== PROBLEM STATEMENT ==
Using the string "Create" as the key, pull each matching line out of the records below.

* * * * * * *

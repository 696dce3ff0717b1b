//! Error handling for hubsync.
//!
//! This module provides:
//! - A single error type with a machine-readable code and context chaining
//! - HTTP status code mapping for the central API
//! - User-facing messages kept apart from internal details
//! - Severity-driven logging through `tracing`
//! - An error counter exported through `metrics`
//!
//! # Usage
//!
//! ```rust,ignore
//! use hubsync_core::error::{SyncError, Result, ErrorContext, ErrorCode};
//!
//! fn load() -> Result<Vec<u8>> {
//!     std::fs::read("incarnation.json").with_error_code(ErrorCode::IncarnationStoreFailed)
//! }
//! ```

use axum::{
    http::StatusCode,
    response::{IntoResponse, Response},
    Json,
};
use metrics::counter;
use serde::{Deserialize, Serialize};
use std::borrow::Cow;
use std::collections::HashMap;
use std::fmt;
use thiserror::Error;
use tracing::{error, warn};

// ═══════════════════════════════════════════════════════════════════════════════
// Result Type Alias
// ═══════════════════════════════════════════════════════════════════════════════

/// A specialized Result type for hubsync operations.
pub type Result<T> = std::result::Result<T, SyncError>;

// ═══════════════════════════════════════════════════════════════════════════════
// Error Codes
// ═══════════════════════════════════════════════════════════════════════════════

/// Machine-readable error codes.
///
/// These codes are stable and appear in API responses and metrics labels.
#[derive(Debug, Clone, Copy, PartialEq, Eq, Hash, Serialize, Deserialize)]
#[serde(rename_all = "SCREAMING_SNAKE_CASE")]
pub enum ErrorCode {
    // Bundle Errors (1000-1099)
    CategoryMismatch,
    InvalidObject,

    // Transport Errors (2000-2099)
    TransportUnavailable,
    PublishFailed,
    PublishRejected,
    TransportClosed,

    // Conflation Errors (3000-3099)
    DecodeFailed,
    VersionConflict,
    BundleNotFound,

    // Storage Errors (4000-4099)
    StoreApplyFailed,

    // Configuration Errors (5000-5099)
    ConfigurationError,
    InvalidConfiguration,
    IncarnationStoreFailed,

    // Internal Errors (9000-9099)
    SerializationError,
    InternalError,
}

impl ErrorCode {
    /// Get the numeric code for this error.
    pub const fn numeric_code(&self) -> u32 {
        match self {
            Self::CategoryMismatch => 1000,
            Self::InvalidObject => 1001,

            Self::TransportUnavailable => 2000,
            Self::PublishFailed => 2001,
            Self::PublishRejected => 2002,
            Self::TransportClosed => 2003,

            Self::DecodeFailed => 3000,
            Self::VersionConflict => 3001,
            Self::BundleNotFound => 3002,

            Self::StoreApplyFailed => 4000,

            Self::ConfigurationError => 5000,
            Self::InvalidConfiguration => 5001,
            Self::IncarnationStoreFailed => 5002,

            Self::SerializationError => 9000,
            Self::InternalError => 9001,
        }
    }

    /// Get the HTTP status code for this error.
    pub const fn http_status(&self) -> StatusCode {
        match self {
            Self::BundleNotFound => StatusCode::NOT_FOUND,

            Self::VersionConflict => StatusCode::CONFLICT,

            Self::DecodeFailed | Self::CategoryMismatch | Self::InvalidObject => {
                StatusCode::BAD_REQUEST
            }

            Self::StoreApplyFailed | Self::TransportUnavailable => {
                StatusCode::SERVICE_UNAVAILABLE
            }

            Self::PublishFailed | Self::PublishRejected | Self::TransportClosed => {
                StatusCode::BAD_GATEWAY
            }

            Self::ConfigurationError
            | Self::InvalidConfiguration
            | Self::IncarnationStoreFailed
            | Self::SerializationError
            | Self::InternalError => StatusCode::INTERNAL_SERVER_ERROR,
        }
    }

    /// Check if this error is retryable.
    ///
    /// Transport layers consult this to decide whether a publish is attempted again.
    pub const fn is_retryable(&self) -> bool {
        matches!(
            self,
            Self::TransportUnavailable | Self::PublishFailed | Self::StoreApplyFailed
        )
    }

    /// Get the error category for grouping.
    pub const fn category(&self) -> &'static str {
        match self.numeric_code() {
            1000..=1099 => "bundle",
            2000..=2099 => "transport",
            3000..=3099 => "conflation",
            4000..=4099 => "storage",
            5000..=5099 => "configuration",
            9000..=9099 => "internal",
            _ => "unknown",
        }
    }
}

impl fmt::Display for ErrorCode {
    fn fmt(&self, f: &mut fmt::Formatter<'_>) -> fmt::Result {
        write!(f, "{:?}", self)
    }
}

// ═══════════════════════════════════════════════════════════════════════════════
// Error Severity
// ═══════════════════════════════════════════════════════════════════════════════

/// Severity level for errors (affects logging).
#[derive(Debug, Clone, Copy, PartialEq, Eq, Serialize, Deserialize)]
#[serde(rename_all = "lowercase")]
pub enum ErrorSeverity {
    /// Bad input from a peer, expected to happen occasionally
    Low,
    /// Operational issues (unreachable central, full channels)
    Medium,
    /// Local failures that need attention
    High,
    /// Data-corruption signals that operators must look at
    Critical,
}

impl ErrorSeverity {
    /// Get severity based on error code.
    pub const fn from_code(code: &ErrorCode) -> Self {
        match code {
            ErrorCode::DecodeFailed
            | ErrorCode::CategoryMismatch
            | ErrorCode::InvalidObject
            | ErrorCode::BundleNotFound => Self::Low,

            ErrorCode::TransportUnavailable
            | ErrorCode::PublishFailed
            | ErrorCode::PublishRejected
            | ErrorCode::TransportClosed => Self::Medium,

            ErrorCode::StoreApplyFailed
            | ErrorCode::ConfigurationError
            | ErrorCode::InvalidConfiguration
            | ErrorCode::IncarnationStoreFailed
            | ErrorCode::SerializationError => Self::High,

            ErrorCode::VersionConflict | ErrorCode::InternalError => Self::Critical,
        }
    }
}

// ═══════════════════════════════════════════════════════════════════════════════
// Error Details
// ═══════════════════════════════════════════════════════════════════════════════

/// Additional structured details about an error.
#[derive(Debug, Clone, Default, Serialize, Deserialize)]
pub struct ErrorDetails {
    /// Additional context key-value pairs
    #[serde(default, skip_serializing_if = "HashMap::is_empty")]
    pub context: HashMap<String, serde_json::Value>,

    /// Leaf hub the error relates to
    #[serde(skip_serializing_if = "Option::is_none")]
    pub leaf_hub: Option<String>,

    /// Bundle category the error relates to
    #[serde(skip_serializing_if = "Option::is_none")]
    pub category: Option<String>,
}

impl ErrorDetails {
    pub fn new() -> Self {
        Self::default()
    }

    pub fn with_bundle(mut self, leaf_hub: impl Into<String>, category: impl fmt::Display) -> Self {
        self.leaf_hub = Some(leaf_hub.into());
        self.category = Some(category.to_string());
        self
    }

    pub fn with_context(mut self, key: impl Into<String>, value: impl Serialize) -> Self {
        if let Ok(v) = serde_json::to_value(value) {
            self.context.insert(key.into(), v);
        }
        self
    }

    fn is_empty(&self) -> bool {
        self.context.is_empty() && self.leaf_hub.is_none() && self.category.is_none()
    }
}

// ═══════════════════════════════════════════════════════════════════════════════
// Main Error Type
// ═══════════════════════════════════════════════════════════════════════════════

/// The main error type for hubsync.
#[derive(Error, Debug)]
pub struct SyncError {
    /// Machine-readable error code
    code: ErrorCode,

    /// User-friendly error message (safe to expose to peers)
    user_message: Cow<'static, str>,

    /// Detailed internal message (for logging only)
    internal_message: Option<String>,

    /// Additional structured details
    details: ErrorDetails,

    /// The source error that caused this error
    #[source]
    source: Option<Box<dyn std::error::Error + Send + Sync + 'static>>,
}

impl fmt::Display for SyncError {
    fn fmt(&self, f: &mut fmt::Formatter<'_>) -> fmt::Result {
        write!(f, "[{}] {}", self.code, self.user_message)?;
        if let Some(ref internal) = self.internal_message {
            write!(f, " (internal: {})", internal)?;
        }
        Ok(())
    }
}

impl SyncError {
    // ─────────────────────────────────────────────────────────────────────────
    // Constructors
    // ─────────────────────────────────────────────────────────────────────────

    /// Create a new error with code and user message.
    pub fn new(code: ErrorCode, user_message: impl Into<Cow<'static, str>>) -> Self {
        let error = Self {
            code,
            user_message: user_message.into(),
            internal_message: None,
            details: ErrorDetails::default(),
            source: None,
        };
        error.record_metrics();
        error
    }

    /// Create an error with both user and internal messages.
    pub fn with_internal(
        code: ErrorCode,
        user_message: impl Into<Cow<'static, str>>,
        internal_message: impl Into<String>,
    ) -> Self {
        let mut error = Self::new(code, user_message);
        error.internal_message = Some(internal_message.into());
        error
    }

    /// Create a decode error for a message that could not be understood.
    pub fn decode(message: impl Into<String>) -> Self {
        Self::with_internal(ErrorCode::DecodeFailed, "Bundle could not be decoded", message)
    }

    /// Create a transport error.
    pub fn transport(code: ErrorCode, message: impl Into<String>) -> Self {
        Self::with_internal(code, "Bundle delivery failed", message)
    }

    /// Create a configuration error.
    pub fn configuration(message: impl Into<Cow<'static, str>>) -> Self {
        Self::new(ErrorCode::InvalidConfiguration, message)
    }

    // ─────────────────────────────────────────────────────────────────────────
    // Builder Methods
    // ─────────────────────────────────────────────────────────────────────────

    /// Add a source error.
    pub fn with_source<E>(mut self, source: E) -> Self
    where
        E: std::error::Error + Send + Sync + 'static,
    {
        self.source = Some(Box::new(source));
        self
    }

    /// Add error details.
    pub fn with_details(mut self, details: ErrorDetails) -> Self {
        self.details = details;
        self
    }

    /// Add context to details.
    pub fn with_context(mut self, key: impl Into<String>, value: impl Serialize) -> Self {
        if let Ok(v) = serde_json::to_value(value) {
            self.details.context.insert(key.into(), v);
        }
        self
    }

    // ─────────────────────────────────────────────────────────────────────────
    // Accessors
    // ─────────────────────────────────────────────────────────────────────────

    pub fn code(&self) -> ErrorCode {
        self.code
    }

    pub fn user_message(&self) -> &str {
        &self.user_message
    }

    pub fn internal_message(&self) -> Option<&str> {
        self.internal_message.as_deref()
    }

    pub fn details(&self) -> &ErrorDetails {
        &self.details
    }

    pub fn http_status(&self) -> StatusCode {
        self.code.http_status()
    }

    pub fn is_retryable(&self) -> bool {
        self.code.is_retryable()
    }

    pub fn severity(&self) -> ErrorSeverity {
        ErrorSeverity::from_code(&self.code)
    }

    // ─────────────────────────────────────────────────────────────────────────
    // Logging
    // ─────────────────────────────────────────────────────────────────────────

    /// Log this error with appropriate severity.
    pub fn log(&self) {
        let code = self.code.to_string();
        let category = self.code.category();

        match self.severity() {
            ErrorSeverity::Critical => {
                error!(
                    error_code = %code,
                    category = category,
                    user_message = %self.user_message,
                    internal_message = ?self.internal_message,
                    details = ?self.details,
                    source = ?self.source,
                    "CRITICAL ERROR"
                );
            }
            ErrorSeverity::High => {
                error!(
                    error_code = %code,
                    category = category,
                    user_message = %self.user_message,
                    internal_message = ?self.internal_message,
                    "High severity error"
                );
            }
            ErrorSeverity::Medium => {
                warn!(
                    error_code = %code,
                    category = category,
                    user_message = %self.user_message,
                    internal_message = ?self.internal_message,
                    "Medium severity error"
                );
            }
            ErrorSeverity::Low => {
                tracing::debug!(
                    error_code = %code,
                    category = category,
                    user_message = %self.user_message,
                    internal_message = ?self.internal_message,
                    "Low severity error"
                );
            }
        }
    }

    fn record_metrics(&self) {
        counter!(
            "hubsync_errors_total",
            "code" => self.code.to_string(),
            "category" => self.code.category().to_string(),
            "retryable" => self.is_retryable().to_string(),
        )
        .increment(1);
    }
}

* * * * * * *

== TASK OUTPUT ==
    /// Create a new error with code and user message.
    /// Create an error with both user and internal messages.
    /// Create a decode error for a message that could not be understood.
    /// Create a transport error.
    /// Create a configuration error.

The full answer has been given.